Among the entries below, take the line with "In-memory webhook store" and the line with "atomic per webhook.", and output them and every line between them exactly, with nothing else.

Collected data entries
════════════════════
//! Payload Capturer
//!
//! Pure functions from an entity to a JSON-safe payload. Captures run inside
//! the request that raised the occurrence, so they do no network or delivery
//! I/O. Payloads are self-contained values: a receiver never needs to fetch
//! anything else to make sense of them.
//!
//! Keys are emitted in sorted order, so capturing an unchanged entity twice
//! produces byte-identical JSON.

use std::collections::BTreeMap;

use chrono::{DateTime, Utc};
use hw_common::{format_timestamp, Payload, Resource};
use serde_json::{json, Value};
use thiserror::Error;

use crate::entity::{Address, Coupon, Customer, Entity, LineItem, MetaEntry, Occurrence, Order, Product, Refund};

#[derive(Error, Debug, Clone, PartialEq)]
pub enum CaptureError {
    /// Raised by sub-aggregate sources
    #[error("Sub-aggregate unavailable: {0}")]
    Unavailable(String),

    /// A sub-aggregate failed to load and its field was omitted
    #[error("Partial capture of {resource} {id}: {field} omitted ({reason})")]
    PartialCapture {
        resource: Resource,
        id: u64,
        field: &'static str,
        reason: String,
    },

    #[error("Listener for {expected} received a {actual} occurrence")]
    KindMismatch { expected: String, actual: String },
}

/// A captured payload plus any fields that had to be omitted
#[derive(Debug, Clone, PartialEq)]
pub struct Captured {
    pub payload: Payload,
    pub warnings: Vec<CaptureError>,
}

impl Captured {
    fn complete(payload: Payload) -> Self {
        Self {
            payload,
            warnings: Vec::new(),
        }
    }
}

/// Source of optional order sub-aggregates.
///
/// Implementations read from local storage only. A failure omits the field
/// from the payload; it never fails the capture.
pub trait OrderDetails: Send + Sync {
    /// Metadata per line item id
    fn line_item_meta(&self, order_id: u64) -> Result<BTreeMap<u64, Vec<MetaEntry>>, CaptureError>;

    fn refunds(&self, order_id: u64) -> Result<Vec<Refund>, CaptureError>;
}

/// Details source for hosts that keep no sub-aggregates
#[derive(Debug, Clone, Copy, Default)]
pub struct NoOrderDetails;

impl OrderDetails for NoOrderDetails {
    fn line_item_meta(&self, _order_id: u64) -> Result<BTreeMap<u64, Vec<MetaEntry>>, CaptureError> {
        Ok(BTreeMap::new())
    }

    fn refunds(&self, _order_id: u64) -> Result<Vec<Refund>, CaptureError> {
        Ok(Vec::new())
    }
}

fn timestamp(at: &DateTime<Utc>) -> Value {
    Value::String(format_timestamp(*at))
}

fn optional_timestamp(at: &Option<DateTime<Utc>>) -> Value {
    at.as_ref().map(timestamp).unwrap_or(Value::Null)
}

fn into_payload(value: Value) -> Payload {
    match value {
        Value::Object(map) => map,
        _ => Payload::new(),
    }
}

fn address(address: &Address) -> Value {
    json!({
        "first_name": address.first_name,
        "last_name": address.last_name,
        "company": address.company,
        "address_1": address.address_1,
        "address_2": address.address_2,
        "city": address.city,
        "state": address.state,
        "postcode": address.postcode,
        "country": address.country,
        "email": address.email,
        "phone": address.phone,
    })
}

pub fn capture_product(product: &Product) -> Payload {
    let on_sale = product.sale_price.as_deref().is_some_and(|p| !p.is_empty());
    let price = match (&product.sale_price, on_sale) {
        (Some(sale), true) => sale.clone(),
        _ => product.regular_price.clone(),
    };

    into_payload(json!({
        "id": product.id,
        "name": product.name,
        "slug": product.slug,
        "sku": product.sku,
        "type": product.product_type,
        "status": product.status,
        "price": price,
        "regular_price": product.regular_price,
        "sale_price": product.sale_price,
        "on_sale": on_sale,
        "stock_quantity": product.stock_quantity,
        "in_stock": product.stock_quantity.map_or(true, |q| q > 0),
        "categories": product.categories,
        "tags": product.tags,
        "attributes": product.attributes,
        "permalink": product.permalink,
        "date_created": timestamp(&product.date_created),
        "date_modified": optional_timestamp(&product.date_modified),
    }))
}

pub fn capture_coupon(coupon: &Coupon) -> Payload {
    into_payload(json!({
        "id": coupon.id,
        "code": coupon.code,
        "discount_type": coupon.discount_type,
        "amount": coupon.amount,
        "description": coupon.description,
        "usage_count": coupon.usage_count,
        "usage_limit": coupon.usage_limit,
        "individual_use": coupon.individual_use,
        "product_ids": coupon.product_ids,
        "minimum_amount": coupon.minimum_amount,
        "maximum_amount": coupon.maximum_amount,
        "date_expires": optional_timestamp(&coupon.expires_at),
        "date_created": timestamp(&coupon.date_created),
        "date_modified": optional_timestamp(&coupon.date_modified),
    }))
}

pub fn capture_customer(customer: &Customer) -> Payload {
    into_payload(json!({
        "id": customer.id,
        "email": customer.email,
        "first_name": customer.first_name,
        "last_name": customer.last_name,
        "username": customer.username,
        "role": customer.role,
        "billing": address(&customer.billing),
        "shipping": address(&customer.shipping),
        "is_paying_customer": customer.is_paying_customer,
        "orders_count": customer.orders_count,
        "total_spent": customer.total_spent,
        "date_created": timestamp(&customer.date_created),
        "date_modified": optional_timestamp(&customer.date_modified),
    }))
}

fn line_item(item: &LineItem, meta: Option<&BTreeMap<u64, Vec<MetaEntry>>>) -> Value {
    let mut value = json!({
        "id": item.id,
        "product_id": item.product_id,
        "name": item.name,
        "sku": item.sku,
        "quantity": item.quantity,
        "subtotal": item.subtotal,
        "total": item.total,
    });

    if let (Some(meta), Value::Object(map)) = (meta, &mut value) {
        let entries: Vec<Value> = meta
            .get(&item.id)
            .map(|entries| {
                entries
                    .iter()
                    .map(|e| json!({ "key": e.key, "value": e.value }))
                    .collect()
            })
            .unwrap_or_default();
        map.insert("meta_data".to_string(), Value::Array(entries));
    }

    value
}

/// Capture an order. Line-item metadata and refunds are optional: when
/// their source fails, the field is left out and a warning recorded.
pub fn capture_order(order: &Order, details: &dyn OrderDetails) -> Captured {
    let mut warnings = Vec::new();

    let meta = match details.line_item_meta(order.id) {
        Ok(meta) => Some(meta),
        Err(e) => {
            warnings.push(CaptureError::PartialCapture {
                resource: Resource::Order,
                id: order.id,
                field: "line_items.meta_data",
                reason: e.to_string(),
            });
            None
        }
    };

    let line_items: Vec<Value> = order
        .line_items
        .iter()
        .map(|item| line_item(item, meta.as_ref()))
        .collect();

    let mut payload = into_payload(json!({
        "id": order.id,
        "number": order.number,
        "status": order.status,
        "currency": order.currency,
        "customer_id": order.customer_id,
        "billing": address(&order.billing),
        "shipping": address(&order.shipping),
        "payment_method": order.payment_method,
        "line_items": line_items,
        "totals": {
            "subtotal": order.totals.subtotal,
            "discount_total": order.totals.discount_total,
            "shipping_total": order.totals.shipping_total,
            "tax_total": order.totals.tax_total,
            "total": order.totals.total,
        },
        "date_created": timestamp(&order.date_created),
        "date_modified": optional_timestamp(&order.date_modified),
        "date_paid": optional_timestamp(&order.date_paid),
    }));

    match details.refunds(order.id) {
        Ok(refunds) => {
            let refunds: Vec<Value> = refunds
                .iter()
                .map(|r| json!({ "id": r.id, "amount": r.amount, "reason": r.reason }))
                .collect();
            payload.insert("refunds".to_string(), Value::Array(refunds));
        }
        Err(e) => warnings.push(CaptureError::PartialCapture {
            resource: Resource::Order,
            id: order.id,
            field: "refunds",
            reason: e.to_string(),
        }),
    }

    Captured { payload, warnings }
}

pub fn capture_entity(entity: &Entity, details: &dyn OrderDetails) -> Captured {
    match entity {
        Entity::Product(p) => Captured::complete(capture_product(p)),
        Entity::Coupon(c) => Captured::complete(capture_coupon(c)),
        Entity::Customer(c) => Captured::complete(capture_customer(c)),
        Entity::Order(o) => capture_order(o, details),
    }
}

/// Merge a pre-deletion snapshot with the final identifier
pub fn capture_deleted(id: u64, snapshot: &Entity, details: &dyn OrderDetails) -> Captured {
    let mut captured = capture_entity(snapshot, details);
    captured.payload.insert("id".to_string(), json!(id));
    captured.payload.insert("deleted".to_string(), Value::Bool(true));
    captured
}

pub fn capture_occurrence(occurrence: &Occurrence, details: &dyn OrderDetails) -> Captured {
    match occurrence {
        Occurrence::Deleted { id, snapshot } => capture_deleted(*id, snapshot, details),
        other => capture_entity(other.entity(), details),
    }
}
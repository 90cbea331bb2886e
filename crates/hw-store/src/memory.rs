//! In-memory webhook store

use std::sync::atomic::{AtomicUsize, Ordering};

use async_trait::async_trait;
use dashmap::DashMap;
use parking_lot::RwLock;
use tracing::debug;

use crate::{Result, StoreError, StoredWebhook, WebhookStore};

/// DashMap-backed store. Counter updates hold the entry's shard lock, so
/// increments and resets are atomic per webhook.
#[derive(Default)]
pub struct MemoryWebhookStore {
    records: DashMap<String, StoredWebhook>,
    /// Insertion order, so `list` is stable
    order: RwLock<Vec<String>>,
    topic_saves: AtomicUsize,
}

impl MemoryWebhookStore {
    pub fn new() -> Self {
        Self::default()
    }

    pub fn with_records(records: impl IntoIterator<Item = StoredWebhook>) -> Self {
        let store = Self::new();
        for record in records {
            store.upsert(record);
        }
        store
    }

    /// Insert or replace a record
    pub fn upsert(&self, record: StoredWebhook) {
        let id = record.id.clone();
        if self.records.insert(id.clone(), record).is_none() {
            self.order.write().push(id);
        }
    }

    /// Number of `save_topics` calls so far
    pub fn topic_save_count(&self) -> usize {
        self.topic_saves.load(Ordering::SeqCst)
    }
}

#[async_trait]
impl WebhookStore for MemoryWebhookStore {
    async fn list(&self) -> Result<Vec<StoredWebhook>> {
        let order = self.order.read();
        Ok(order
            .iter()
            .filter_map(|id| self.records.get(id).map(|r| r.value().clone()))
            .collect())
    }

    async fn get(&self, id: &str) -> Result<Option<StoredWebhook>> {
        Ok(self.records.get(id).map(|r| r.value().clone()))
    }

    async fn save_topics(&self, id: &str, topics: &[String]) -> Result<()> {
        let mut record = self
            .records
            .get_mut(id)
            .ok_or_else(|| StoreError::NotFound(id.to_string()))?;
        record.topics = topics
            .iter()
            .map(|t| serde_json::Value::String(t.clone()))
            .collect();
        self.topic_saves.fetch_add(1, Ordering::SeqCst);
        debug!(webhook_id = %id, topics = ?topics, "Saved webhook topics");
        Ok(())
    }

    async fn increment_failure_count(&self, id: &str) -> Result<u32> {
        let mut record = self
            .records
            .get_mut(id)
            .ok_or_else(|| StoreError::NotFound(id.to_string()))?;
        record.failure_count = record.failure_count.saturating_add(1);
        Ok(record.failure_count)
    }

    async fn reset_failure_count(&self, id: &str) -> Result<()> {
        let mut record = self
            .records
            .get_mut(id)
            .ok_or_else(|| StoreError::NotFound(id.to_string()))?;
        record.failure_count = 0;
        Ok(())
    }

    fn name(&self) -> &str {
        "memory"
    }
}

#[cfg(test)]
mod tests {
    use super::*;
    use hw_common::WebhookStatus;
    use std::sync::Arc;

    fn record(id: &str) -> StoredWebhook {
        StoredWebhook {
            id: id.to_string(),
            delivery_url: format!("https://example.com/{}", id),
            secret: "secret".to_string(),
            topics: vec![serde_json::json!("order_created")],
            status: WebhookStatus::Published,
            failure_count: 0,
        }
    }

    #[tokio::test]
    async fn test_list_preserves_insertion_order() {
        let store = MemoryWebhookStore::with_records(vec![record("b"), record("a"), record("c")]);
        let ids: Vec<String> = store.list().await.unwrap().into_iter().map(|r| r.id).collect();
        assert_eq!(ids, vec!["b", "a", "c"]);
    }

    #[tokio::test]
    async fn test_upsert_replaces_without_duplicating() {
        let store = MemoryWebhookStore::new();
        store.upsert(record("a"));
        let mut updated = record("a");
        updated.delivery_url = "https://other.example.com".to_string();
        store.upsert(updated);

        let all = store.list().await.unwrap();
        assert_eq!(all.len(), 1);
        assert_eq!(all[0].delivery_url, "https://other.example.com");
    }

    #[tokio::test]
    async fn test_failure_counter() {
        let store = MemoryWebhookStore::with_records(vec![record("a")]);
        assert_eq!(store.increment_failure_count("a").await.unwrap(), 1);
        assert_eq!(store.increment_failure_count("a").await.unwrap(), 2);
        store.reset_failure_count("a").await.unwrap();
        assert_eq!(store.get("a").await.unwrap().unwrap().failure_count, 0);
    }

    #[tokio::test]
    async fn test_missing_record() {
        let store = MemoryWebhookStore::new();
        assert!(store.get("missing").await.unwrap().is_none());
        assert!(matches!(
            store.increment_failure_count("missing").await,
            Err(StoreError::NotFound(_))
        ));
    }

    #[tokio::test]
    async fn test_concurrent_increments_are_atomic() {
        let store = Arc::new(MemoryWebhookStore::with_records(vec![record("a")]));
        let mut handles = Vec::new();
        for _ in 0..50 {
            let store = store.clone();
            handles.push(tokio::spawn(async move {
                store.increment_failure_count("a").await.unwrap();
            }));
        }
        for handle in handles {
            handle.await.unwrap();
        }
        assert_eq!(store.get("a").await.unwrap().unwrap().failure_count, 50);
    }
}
════════════════════
Answer to the exercise:
//! In-memory webhook store

use std::sync::atomic::{AtomicUsize, Ordering};

use async_trait::async_trait;
use dashmap::DashMap;
use parking_lot::RwLock;
use tracing::debug;

use crate::{Result, StoreError, StoredWebhook, WebhookStore};

/// DashMap-backed store. Counter updates hold the entry's shard lock, so
/// increments and resets are atomic per webhook.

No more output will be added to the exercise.